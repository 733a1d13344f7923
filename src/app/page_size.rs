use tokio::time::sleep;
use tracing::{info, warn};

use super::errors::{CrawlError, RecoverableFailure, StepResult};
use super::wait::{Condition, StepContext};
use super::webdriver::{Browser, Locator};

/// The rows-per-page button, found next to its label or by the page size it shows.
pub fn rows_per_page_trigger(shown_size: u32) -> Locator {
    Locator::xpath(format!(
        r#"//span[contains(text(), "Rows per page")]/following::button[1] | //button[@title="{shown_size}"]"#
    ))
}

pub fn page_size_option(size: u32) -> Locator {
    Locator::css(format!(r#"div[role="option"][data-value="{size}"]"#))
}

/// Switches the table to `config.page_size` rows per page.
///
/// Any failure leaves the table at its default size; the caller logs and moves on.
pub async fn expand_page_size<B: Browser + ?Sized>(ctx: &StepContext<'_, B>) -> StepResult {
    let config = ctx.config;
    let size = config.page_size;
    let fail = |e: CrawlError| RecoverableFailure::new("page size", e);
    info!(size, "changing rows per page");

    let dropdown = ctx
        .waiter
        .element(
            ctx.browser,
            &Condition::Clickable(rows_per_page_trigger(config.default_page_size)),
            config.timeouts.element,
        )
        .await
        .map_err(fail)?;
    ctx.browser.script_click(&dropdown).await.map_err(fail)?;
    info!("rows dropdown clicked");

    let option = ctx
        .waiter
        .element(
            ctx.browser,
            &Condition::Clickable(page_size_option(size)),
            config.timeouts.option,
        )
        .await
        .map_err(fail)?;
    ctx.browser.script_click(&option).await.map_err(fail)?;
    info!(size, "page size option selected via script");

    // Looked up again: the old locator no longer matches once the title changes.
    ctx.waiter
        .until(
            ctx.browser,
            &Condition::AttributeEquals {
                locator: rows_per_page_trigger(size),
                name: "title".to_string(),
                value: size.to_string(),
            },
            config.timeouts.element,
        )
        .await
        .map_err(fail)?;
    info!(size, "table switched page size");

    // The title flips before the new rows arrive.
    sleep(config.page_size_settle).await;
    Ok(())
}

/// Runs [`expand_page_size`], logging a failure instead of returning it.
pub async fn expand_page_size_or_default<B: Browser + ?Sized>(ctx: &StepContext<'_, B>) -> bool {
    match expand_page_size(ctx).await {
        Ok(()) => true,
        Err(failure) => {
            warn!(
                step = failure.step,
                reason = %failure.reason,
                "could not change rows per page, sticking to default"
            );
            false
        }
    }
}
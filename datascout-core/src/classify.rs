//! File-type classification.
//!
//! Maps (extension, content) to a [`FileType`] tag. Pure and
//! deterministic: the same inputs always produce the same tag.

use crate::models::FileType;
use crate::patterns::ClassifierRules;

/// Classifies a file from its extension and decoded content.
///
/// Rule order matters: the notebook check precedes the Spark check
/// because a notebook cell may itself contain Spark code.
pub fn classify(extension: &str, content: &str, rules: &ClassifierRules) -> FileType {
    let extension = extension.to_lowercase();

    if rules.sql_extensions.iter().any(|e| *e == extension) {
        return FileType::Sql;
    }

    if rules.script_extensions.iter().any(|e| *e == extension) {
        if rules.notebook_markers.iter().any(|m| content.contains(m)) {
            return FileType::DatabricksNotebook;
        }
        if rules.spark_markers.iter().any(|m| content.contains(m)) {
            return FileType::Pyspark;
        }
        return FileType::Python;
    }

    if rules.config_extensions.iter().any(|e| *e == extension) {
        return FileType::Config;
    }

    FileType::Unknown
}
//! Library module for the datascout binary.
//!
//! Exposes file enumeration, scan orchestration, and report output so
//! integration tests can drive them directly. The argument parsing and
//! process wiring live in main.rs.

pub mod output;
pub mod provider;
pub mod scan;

++++++++++

Brief
Where a line of the data holds the word "content", copy that line.

Task answer
//! Maps (extension, content) to a [`FileType`] tag. Pure and
/// Classifies a file from its extension and decoded content.
pub fn classify(extension: &str, content: &str, rules: &ClassifierRules) -> FileType {
        if rules.notebook_markers.iter().any(|m| content.contains(m)) {
        if rules.spark_markers.iter().any(|m| content.contains(m)) {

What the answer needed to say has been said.